> [Task description]: Look below for the line that has "if el.id.is_empty() &&". Set down the lines from there through the line that has "stable sort guarantees", exactly as written.

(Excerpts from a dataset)
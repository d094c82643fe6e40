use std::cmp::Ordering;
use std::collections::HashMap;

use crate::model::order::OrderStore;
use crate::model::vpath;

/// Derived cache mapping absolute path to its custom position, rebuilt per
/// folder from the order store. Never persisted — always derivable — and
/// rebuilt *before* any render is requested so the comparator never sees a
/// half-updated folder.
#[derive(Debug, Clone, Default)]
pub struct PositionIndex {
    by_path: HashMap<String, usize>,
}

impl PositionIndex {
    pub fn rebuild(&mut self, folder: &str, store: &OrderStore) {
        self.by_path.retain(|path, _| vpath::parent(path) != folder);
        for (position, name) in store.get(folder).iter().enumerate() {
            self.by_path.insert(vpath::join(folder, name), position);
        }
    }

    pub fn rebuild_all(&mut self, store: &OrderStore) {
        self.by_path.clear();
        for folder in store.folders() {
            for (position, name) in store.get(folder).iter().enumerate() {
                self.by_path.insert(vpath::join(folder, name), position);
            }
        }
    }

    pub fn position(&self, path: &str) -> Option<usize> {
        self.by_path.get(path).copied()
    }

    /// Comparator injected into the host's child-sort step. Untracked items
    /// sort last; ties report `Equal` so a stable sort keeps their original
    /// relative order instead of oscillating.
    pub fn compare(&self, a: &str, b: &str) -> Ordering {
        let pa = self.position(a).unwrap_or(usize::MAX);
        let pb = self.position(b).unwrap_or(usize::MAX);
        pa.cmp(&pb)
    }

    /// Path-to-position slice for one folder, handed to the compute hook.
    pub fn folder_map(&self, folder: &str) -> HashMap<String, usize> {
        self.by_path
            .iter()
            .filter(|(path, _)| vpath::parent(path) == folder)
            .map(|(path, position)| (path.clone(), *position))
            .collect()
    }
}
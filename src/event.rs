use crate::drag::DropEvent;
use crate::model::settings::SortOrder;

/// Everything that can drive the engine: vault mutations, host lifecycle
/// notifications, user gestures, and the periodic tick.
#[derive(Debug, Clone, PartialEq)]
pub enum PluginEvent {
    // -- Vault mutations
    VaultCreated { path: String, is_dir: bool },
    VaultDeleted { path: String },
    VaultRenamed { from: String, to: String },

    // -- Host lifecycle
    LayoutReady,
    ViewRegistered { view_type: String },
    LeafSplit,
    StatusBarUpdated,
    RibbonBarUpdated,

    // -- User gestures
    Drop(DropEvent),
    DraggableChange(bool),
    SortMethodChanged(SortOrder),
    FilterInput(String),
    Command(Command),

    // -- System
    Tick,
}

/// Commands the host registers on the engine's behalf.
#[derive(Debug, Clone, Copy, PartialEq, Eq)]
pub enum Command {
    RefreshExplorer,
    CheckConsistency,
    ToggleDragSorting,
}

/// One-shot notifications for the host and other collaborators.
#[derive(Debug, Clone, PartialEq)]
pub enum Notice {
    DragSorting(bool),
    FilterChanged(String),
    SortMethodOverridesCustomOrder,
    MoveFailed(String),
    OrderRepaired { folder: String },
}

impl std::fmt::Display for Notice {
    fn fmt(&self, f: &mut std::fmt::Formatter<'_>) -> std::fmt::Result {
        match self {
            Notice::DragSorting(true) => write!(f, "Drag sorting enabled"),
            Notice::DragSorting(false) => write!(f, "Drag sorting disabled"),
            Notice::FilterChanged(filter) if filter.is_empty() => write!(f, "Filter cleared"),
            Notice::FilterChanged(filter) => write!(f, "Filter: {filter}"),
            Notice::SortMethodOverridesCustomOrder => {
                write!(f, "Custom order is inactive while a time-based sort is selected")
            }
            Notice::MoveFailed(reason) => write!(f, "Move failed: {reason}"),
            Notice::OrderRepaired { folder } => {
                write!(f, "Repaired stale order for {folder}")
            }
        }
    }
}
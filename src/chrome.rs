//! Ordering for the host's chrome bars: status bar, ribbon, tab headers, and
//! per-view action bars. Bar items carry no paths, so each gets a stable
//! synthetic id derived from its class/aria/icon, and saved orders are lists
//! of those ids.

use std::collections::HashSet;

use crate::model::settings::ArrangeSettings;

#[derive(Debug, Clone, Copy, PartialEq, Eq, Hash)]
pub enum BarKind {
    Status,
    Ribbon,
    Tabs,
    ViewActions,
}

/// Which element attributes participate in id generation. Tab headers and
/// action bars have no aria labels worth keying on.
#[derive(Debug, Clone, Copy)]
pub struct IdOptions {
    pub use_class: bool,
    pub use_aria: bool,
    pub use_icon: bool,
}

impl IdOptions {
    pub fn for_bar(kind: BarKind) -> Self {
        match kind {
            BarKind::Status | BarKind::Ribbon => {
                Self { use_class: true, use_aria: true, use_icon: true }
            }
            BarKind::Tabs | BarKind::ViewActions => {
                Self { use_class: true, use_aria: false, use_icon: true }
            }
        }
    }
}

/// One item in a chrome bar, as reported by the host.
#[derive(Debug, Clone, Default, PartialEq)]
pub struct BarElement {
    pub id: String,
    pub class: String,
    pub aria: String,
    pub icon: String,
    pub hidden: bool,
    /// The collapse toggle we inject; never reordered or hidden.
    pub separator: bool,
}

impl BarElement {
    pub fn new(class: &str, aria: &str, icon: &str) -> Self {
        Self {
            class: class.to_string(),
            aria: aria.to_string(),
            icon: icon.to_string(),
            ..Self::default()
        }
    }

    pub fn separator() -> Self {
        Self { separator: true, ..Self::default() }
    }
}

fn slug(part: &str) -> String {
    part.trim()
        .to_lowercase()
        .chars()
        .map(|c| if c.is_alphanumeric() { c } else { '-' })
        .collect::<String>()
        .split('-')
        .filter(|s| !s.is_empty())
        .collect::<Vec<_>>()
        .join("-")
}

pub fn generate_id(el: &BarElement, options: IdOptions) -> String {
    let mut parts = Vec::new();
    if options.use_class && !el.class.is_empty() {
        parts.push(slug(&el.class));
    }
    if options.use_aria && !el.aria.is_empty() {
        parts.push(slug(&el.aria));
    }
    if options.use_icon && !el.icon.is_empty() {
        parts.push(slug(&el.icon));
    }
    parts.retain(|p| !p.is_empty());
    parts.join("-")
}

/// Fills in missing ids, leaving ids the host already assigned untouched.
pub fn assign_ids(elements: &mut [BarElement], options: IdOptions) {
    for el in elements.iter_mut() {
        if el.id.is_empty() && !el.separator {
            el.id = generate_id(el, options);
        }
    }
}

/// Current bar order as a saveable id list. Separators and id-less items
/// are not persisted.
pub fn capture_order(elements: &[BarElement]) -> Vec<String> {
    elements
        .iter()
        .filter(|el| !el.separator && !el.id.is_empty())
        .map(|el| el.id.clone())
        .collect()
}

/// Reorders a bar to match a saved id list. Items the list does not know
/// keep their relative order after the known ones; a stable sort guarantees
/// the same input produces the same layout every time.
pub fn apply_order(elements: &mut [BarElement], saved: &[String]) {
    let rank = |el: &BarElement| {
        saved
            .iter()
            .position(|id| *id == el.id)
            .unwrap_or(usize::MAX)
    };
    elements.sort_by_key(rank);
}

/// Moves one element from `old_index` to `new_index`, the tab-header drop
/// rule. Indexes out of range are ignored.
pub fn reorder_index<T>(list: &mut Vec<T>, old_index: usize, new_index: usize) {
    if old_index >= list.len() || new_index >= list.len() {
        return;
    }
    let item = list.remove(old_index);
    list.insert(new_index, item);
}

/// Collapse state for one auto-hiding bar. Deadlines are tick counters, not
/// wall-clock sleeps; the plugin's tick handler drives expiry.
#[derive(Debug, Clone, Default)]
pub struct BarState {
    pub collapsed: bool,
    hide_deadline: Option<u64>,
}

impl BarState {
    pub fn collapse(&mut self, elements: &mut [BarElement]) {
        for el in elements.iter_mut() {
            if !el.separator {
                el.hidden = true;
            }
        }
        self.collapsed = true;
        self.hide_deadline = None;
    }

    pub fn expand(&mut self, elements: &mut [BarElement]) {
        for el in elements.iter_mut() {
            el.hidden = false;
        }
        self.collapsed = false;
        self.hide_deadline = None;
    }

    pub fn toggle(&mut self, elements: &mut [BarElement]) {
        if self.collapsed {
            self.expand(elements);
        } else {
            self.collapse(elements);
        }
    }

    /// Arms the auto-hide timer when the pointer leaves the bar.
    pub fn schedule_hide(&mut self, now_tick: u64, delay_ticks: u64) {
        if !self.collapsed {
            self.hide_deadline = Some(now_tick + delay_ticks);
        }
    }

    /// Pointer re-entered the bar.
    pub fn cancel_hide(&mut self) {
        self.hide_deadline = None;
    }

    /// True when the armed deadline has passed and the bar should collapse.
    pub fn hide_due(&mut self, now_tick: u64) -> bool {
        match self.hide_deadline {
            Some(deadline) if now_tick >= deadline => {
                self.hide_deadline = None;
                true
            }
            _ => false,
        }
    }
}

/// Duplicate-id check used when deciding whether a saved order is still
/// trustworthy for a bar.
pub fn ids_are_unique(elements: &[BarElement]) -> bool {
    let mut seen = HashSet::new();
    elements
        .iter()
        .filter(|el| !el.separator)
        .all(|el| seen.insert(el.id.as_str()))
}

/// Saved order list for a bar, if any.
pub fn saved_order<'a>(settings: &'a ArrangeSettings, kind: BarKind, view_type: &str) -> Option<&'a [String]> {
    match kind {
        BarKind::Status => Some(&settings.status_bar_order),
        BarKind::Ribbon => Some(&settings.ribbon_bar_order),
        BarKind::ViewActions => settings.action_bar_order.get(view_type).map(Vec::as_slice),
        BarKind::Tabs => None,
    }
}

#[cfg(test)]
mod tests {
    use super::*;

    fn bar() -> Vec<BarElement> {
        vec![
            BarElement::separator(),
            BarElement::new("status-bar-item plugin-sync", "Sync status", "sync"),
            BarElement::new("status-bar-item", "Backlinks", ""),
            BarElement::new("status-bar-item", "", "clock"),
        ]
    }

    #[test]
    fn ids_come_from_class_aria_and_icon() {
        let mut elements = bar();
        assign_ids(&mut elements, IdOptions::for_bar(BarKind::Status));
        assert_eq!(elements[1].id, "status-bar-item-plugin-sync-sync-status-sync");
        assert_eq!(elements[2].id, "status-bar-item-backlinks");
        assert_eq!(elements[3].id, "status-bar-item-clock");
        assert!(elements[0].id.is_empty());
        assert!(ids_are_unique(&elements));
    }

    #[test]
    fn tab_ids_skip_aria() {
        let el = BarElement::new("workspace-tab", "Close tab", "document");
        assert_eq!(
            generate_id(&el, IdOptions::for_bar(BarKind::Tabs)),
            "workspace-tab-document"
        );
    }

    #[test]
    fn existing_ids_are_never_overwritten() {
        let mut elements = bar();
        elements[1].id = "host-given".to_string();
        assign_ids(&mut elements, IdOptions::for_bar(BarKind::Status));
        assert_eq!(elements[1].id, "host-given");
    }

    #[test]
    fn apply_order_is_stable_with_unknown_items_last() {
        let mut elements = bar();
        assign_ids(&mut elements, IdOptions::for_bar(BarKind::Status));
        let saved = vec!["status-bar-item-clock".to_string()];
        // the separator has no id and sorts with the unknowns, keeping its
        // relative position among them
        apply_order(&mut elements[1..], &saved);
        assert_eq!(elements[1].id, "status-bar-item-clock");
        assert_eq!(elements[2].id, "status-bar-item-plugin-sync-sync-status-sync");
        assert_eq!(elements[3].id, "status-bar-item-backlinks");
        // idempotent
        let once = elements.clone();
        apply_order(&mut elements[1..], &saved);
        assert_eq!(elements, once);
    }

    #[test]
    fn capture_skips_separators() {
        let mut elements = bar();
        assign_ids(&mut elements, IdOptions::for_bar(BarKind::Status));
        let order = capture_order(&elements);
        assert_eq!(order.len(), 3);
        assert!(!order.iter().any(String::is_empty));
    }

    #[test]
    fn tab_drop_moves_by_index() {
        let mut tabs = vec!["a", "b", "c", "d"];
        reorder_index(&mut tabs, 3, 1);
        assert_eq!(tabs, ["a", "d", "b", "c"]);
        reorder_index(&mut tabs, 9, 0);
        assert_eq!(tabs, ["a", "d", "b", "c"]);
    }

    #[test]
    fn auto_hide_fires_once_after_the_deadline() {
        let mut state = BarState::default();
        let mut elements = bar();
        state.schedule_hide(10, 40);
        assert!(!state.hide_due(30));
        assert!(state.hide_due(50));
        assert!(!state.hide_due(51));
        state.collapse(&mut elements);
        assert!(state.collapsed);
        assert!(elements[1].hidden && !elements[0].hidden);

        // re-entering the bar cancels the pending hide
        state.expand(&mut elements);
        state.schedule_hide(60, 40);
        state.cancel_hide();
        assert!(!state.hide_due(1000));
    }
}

> [Your solution]:
        if el.id.is_empty() && !el.separator {
            el.id = generate_id(el, options);
        }
    }
}

/// Current bar order as a saveable id list. Separators and id-less items
/// are not persisted.
pub fn capture_order(elements: &[BarElement]) -> Vec<String> {
    elements
        .iter()
        .filter(|el| !el.separator && !el.id.is_empty())
        .map(|el| el.id.clone())
        .collect()
}

/// Reorders a bar to match a saved id list. Items the list does not know
/// keep their relative order after the known ones; a stable sort guarantees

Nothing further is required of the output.